*** Opening Information supplied ***

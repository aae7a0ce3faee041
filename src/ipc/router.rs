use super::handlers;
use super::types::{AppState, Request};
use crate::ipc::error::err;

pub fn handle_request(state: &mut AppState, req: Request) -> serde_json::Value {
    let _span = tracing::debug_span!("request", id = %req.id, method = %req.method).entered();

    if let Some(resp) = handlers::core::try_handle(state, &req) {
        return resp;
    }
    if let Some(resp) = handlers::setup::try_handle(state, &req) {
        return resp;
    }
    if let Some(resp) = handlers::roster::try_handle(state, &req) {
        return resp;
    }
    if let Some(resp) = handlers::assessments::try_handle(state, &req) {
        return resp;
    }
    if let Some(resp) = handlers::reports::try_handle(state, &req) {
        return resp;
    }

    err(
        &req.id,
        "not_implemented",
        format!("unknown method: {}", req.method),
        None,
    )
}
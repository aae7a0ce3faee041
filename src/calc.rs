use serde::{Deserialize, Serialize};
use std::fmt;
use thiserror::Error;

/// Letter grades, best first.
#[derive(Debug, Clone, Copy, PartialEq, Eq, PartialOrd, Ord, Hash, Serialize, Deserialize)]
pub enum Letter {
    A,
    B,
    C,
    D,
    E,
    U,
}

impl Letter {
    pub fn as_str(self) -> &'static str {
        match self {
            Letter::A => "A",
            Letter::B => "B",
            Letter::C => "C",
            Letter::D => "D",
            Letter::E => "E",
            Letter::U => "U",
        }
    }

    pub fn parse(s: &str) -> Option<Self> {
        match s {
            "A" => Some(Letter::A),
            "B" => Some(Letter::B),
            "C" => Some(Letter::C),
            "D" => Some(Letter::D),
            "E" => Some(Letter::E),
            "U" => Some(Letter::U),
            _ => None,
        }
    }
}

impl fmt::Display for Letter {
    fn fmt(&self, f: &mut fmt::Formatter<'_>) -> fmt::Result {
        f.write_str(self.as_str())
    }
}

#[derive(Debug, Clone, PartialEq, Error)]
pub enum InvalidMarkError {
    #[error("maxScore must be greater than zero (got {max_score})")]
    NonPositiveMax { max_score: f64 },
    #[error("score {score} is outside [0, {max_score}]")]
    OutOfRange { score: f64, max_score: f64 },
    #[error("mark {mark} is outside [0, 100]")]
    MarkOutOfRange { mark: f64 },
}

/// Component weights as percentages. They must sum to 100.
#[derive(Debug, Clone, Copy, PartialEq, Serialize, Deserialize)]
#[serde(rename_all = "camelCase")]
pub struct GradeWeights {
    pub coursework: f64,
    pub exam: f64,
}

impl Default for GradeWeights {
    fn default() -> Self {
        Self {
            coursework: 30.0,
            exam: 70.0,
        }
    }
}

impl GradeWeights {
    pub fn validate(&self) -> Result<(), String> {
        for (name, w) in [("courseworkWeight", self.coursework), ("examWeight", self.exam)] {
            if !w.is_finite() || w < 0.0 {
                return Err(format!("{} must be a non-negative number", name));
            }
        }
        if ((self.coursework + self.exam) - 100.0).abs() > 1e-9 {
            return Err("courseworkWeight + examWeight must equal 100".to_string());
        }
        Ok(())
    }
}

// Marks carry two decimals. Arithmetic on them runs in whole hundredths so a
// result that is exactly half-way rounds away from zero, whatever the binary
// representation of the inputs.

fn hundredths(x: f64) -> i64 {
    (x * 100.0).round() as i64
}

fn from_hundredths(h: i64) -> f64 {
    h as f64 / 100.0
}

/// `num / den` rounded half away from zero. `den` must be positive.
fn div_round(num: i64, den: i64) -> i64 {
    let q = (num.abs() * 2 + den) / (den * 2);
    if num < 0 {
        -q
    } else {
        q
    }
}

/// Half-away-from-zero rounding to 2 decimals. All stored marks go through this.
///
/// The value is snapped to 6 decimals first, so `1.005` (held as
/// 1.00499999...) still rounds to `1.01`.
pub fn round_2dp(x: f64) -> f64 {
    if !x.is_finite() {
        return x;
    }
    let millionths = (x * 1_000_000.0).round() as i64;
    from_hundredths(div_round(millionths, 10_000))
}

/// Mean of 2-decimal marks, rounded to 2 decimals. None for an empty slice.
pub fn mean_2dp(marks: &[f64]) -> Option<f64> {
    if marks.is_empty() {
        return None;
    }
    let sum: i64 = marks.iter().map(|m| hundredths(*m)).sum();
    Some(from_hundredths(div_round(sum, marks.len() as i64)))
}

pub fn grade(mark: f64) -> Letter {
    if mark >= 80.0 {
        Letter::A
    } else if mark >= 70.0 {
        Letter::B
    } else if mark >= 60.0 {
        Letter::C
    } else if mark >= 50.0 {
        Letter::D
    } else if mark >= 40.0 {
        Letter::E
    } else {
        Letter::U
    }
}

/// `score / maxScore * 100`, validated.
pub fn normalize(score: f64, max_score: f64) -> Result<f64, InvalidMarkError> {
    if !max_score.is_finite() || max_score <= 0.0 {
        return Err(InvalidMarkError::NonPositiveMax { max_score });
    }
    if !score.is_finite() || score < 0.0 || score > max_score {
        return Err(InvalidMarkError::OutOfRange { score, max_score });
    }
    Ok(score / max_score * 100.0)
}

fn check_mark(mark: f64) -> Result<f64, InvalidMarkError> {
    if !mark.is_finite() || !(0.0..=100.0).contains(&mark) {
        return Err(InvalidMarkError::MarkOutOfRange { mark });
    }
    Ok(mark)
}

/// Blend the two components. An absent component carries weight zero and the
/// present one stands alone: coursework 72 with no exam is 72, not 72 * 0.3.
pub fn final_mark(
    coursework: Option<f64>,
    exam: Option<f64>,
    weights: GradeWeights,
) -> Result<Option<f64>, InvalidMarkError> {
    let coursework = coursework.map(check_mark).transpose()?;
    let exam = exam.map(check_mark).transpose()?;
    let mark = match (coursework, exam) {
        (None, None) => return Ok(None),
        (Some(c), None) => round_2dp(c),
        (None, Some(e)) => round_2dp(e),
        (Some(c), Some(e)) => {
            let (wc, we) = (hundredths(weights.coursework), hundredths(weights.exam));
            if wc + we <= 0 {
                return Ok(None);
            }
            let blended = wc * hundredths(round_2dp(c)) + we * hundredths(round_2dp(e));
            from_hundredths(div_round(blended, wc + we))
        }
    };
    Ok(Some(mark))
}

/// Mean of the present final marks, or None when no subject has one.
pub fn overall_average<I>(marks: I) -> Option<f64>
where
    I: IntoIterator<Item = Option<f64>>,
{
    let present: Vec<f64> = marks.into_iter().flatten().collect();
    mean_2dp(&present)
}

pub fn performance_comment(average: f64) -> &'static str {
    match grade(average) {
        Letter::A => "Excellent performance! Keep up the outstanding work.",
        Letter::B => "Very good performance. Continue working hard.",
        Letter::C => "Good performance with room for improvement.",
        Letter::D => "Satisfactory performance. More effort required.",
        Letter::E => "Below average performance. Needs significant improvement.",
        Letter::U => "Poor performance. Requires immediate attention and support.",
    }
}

*** Closing Information supplied ***

__Exercise aim__:
Using the data above, transcribe the lines that run from the line with "let q = (num.abs()" to the line with "mark >= 50.0", both ends kept, and output nothing else.

__Task output__:
    let q = (num.abs() * 2 + den) / (den * 2);
    if num < 0 {
        -q
    } else {
        q
    }
}

/// Half-away-from-zero rounding to 2 decimals. All stored marks go through this.
///
/// The value is snapped to 6 decimals first, so `1.005` (held as
/// 1.00499999...) still rounds to `1.01`.
pub fn round_2dp(x: f64) -> f64 {
    if !x.is_finite() {
        return x;
    }
    let millionths = (x * 1_000_000.0).round() as i64;
    from_hundredths(div_round(millionths, 10_000))
}

/// Mean of 2-decimal marks, rounded to 2 decimals. None for an empty slice.
pub fn mean_2dp(marks: &[f64]) -> Option<f64> {
    if marks.is_empty() {
        return None;
    }
    let sum: i64 = marks.iter().map(|m| hundredths(*m)).sum();
    Some(from_hundredths(div_round(sum, marks.len() as i64)))
}

pub fn grade(mark: f64) -> Letter {
    if mark >= 80.0 {
        Letter::A
    } else if mark >= 70.0 {
        Letter::B
    } else if mark >= 60.0 {
        Letter::C
    } else if mark >= 50.0 {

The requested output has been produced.